*** Opening of RECORD EXCERPTS ***

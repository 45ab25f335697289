//! Artifact generation batch.
//!
//! Plans one source artifact per architecture record, generates each with
//! targeted context, runs it through the [`ArtifactGate`], and writes
//! accepted artifacts into per-layer directories.

use std::collections::HashSet;
use std::path::{Path, PathBuf};

use chrono::{DateTime, Utc};
use serde::Serialize;
use specweaver_llm::{Generator, ResilientInvoker, strip_code_fences};
use specweaver_rag::Retriever;
use specweaver_shared::{
    DefaultsConfig, Layer, LayerConfig, Result, SpecWeaverError, write_atomic, write_json_atomic,
};
use tracing::{info, instrument, warn};

use crate::progress::PipelineProgress;
use crate::prompts;
use crate::stages::ArchitectureMap;
use crate::validation::{ArtifactGate, ValidationVerdict};

/// Report written next to the generated layers.
pub const GENERATION_REPORT_FILE: &str = "generation_report.json";

// ---------------------------------------------------------------------------
// Planning
// ---------------------------------------------------------------------------

/// One artifact to generate.
#[derive(Debug, Clone, PartialEq, Eq, Serialize)]
pub struct ArtifactUnit {
    pub layer: Layer,
    /// Identifier the artifact must declare.
    pub identifier: String,
    /// Name as it appeared in the architecture.
    pub source_name: String,
    pub description: String,
    pub actions: Vec<String>,
}

/// Turn a free-form name into a PascalCase identifier.
///
/// `/`, `-` and whitespace separate words; each word gets an uppercase first
/// letter and characters that cannot appear in an identifier are dropped.
pub fn safe_identifier(name: &str) -> Option<String> {
    let identifier: String = name
        .split(|c: char| c == '/' || c == '-' || c.is_whitespace())
        .filter(|word| !word.is_empty())
        .map(|word| {
            let word: String = word
                .chars()
                .filter(|c| c.is_alphanumeric() || *c == '_')
                .collect();
            let mut chars = word.chars();
            match chars.next() {
                Some(first) => first.to_uppercase().chain(chars).collect::<String>(),
                None => String::new(),
            }
        })
        .collect();
    (!identifier.is_empty()).then_some(identifier)
}

/// Units for every record of the map, skipping names that yield no identifier
/// and repeats within a layer.
pub fn plan_units(map: &ArchitectureMap) -> Vec<ArtifactUnit> {
    let candidates = map
        .model
        .iter()
        .map(|m| (Layer::Data, &m.name, m.description.clone(), Vec::new()))
        .chain(map.controller.iter().map(|c| {
            (
                Layer::Coordination,
                &c.name,
                format!("Coordinates: {}", c.actions.join(", ")),
                c.actions.clone(),
            )
        }))
        .chain(
            map.view
                .iter()
                .map(|v| (Layer::Presentation, &v.name, v.description.clone(), Vec::new())),
        );

    let mut seen = HashSet::new();
    let mut units = Vec::new();
    for (layer, name, description, actions) in candidates {
        let Some(identifier) = safe_identifier(name) else {
            warn!(%layer, name = %name, "skipping record without a usable identifier");
            continue;
        };
        if !seen.insert((layer, identifier.clone())) {
            continue;
        }
        units.push(ArtifactUnit {
            layer,
            identifier,
            source_name: name.clone(),
            description,
            actions,
        });
    }
    units
}

/// A single generation with its validation contract.
#[derive(Debug, Clone, PartialEq, Eq)]
pub struct GenerationRequest {
    pub prompt: String,
    pub expected_identifier: Option<String>,
    /// Regenerations allowed after a rejection.
    pub retry_budget: u32,
}

// ---------------------------------------------------------------------------
// Outcomes and report
// ---------------------------------------------------------------------------

#[derive(Debug, Clone, PartialEq, Eq, Serialize)]
#[serde(tag = "outcome", rename_all = "snake_case")]
pub enum ArtifactOutcome {
    /// Accepted by the gate and written.
    Completed {
        path: PathBuf,
        sha256: String,
        attempts: u32,
    },
    /// Every attempt was rejected by the gate.
    Hallucinated {
        attempts: u32,
        verdict: ValidationVerdict,
    },
    /// Retrieval or invocation failed.
    Failed { error: String },
}

#[derive(Debug, Clone, Serialize)]
pub struct ArtifactRecord {
    pub layer: Layer,
    pub identifier: String,
    #[serde(flatten)]
    pub outcome: ArtifactOutcome,
}

#[derive(Debug, Clone, Serialize)]
pub struct GenerationReport {
    pub generated_at: DateTime<Utc>,
    pub artifacts: Vec<ArtifactRecord>,
    /// Terminal error that stopped the batch, if any.
    #[serde(skip_serializing_if = "Option::is_none")]
    pub aborted: Option<String>,
}

impl Default for GenerationReport {
    fn default() -> Self {
        Self {
            generated_at: Utc::now(),
            artifacts: Vec::new(),
            aborted: None,
        }
    }
}

impl GenerationReport {
    fn count(&self, pred: impl Fn(&ArtifactOutcome) -> bool) -> usize {
        self.artifacts.iter().filter(|a| pred(&a.outcome)).count()
    }

    pub fn completed(&self) -> usize {
        self.count(|o| matches!(o, ArtifactOutcome::Completed { .. }))
    }

    pub fn hallucinated(&self) -> usize {
        self.count(|o| matches!(o, ArtifactOutcome::Hallucinated { .. }))
    }

    pub fn failed(&self) -> usize {
        self.count(|o| matches!(o, ArtifactOutcome::Failed { .. }))
    }

    /// Identifier of the most recently written artifact.
    pub fn last_completed(&self) -> Option<&str> {
        self.artifacts
            .iter()
            .rev()
            .find(|a| matches!(a.outcome, ArtifactOutcome::Completed { .. }))
            .map(|a| a.identifier.as_str())
    }
}

// ---------------------------------------------------------------------------
// Generator
// ---------------------------------------------------------------------------

pub struct ArtifactGenerator<'a, R, G> {
    retriever: &'a R,
    invoker: &'a ResilientInvoker<G>,
    gate: &'a ArtifactGate,
    layers: &'a LayerConfig,
    output_root: PathBuf,
    top_k: usize,
    context_chars: usize,
}

impl<'a, R: Retriever, G: Generator> ArtifactGenerator<'a, R, G> {
    pub fn new(
        retriever: &'a R,
        invoker: &'a ResilientInvoker<G>,
        gate: &'a ArtifactGate,
        layers: &'a LayerConfig,
        output_root: impl Into<PathBuf>,
    ) -> Self {
        let defaults = DefaultsConfig::default();
        Self {
            retriever,
            invoker,
            gate,
            layers,
            output_root: output_root.into(),
            top_k: defaults.artifact_top_k,
            context_chars: defaults.artifact_context_chars,
        }
    }

    /// Passages retrieved per artifact and how many characters of them to keep.
    pub fn with_context(mut self, top_k: usize, context_chars: usize) -> Self {
        self.top_k = top_k;
        self.context_chars = context_chars;
        self
    }

    pub fn output_root(&self) -> &Path {
        &self.output_root
    }

    pub fn artifact_path(&self, unit: &ArtifactUnit) -> PathBuf {
        self.output_root
            .join(self.layers.dir_for(unit.layer))
            .join(format!("{}.{}", unit.identifier, self.layers.extension))
    }

    /// Generate every unit in order.
    ///
    /// Per-artifact failures are recorded and the batch moves on; quota
    /// exhaustion stops it. The report is written in both cases.
    #[instrument(skip_all, fields(units = units.len()))]
    pub async fn generate_all(
        &self,
        units: &[ArtifactUnit],
        progress: &dyn PipelineProgress,
    ) -> Result<GenerationReport> {
        let mut report = GenerationReport::default();
        progress.phase("Generating artifacts");

        for (i, unit) in units.iter().enumerate() {
            progress.task_progress(
                i + 1,
                units.len(),
                &format!("{} {}", unit.layer, unit.identifier),
            );

            let outcome = match self.generate_one(unit).await {
                Ok(outcome) => outcome,
                Err(e) if e.is_terminal() => {
                    let checkpoint = report
                        .last_completed()
                        .map_or_else(|| "no completed artifact".to_string(), |id| {
                            format!("artifact `{id}`")
                        });
                    warn!(identifier = %unit.identifier, error = %e, "stopping batch");
                    report.aborted = Some(e.to_string());
                    self.write_report(&report)?;
                    return Err(SpecWeaverError::aborted(checkpoint, e));
                }
                Err(e) => {
                    warn!(identifier = %unit.identifier, error = %e, "artifact generation failed");
                    ArtifactOutcome::Failed {
                        error: e.to_string(),
                    }
                }
            };

            report.artifacts.push(ArtifactRecord {
                layer: unit.layer,
                identifier: unit.identifier.clone(),
                outcome,
            });
        }

        self.write_report(&report)?;
        info!(
            completed = report.completed(),
            hallucinated = report.hallucinated(),
            failed = report.failed(),
            "artifact generation complete"
        );
        Ok(report)
    }

    /// Retrieve context for one unit and run its generation request.
    pub async fn generate_one(&self, unit: &ArtifactUnit) -> Result<ArtifactOutcome> {
        let query = prompts::artifact_query(unit);
        let context = self.retriever.retrieve(&query, self.top_k).await?;
        if context.is_empty() {
            return Err(SpecWeaverError::NoContext {
                target: format!("artifact `{}`", unit.identifier),
                query,
            });
        }

        let context: String = context
            .joined("\n")
            .chars()
            .take(self.context_chars)
            .collect();
        let request = GenerationRequest {
            prompt: prompts::artifact_prompt(unit, &context),
            expected_identifier: Some(unit.identifier.clone()),
            retry_budget: self.gate.max_regenerations(),
        };
        self.execute(unit, &request).await
    }

    /// Generate, gate, and on acceptance write the artifact.
    ///
    /// A rejected artifact is regenerated with a stricter prompt until the
    /// request's retry budget is spent, after which it is `Hallucinated`.
    pub async fn execute(
        &self,
        unit: &ArtifactUnit,
        request: &GenerationRequest,
    ) -> Result<ArtifactOutcome> {
        let expected = request
            .expected_identifier
            .as_deref()
            .unwrap_or(&unit.identifier);
        let mut prompt = request.prompt.clone();
        let mut attempts = 0u32;

        loop {
            attempts += 1;
            let raw = self.invoker.invoke(&prompt).await?;
            let source = strip_code_fences(&raw);
            let verdict = self.gate.check(&source, expected);

            if verdict.accepted {
                let path = self.artifact_path(unit);
                let sha256 = write_atomic(&path, format!("{source}\n").as_bytes())?;
                info!(identifier = expected, attempts, path = %path.display(), "artifact accepted");
                return Ok(ArtifactOutcome::Completed {
                    path,
                    sha256,
                    attempts,
                });
            }

            warn!(identifier = expected, attempts, reason = %verdict.reason, "artifact rejected");
            if attempts > request.retry_budget {
                return Ok(ArtifactOutcome::Hallucinated { attempts, verdict });
            }
            prompt = prompts::strict_artifact_prompt(&request.prompt, expected, &verdict.reason);
        }
    }

    fn write_report(&self, report: &GenerationReport) -> Result<()> {
        write_json_atomic(&self.output_root.join(GENERATION_REPORT_FILE), report)?;
        Ok(())
    }
}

*** Close of RECORD EXCERPTS ***

• [WORK TO BE COMPLETED]
Across the data, tally the lines containing "aborted" and give back the number alone.

• [RESPONSE AREA]
4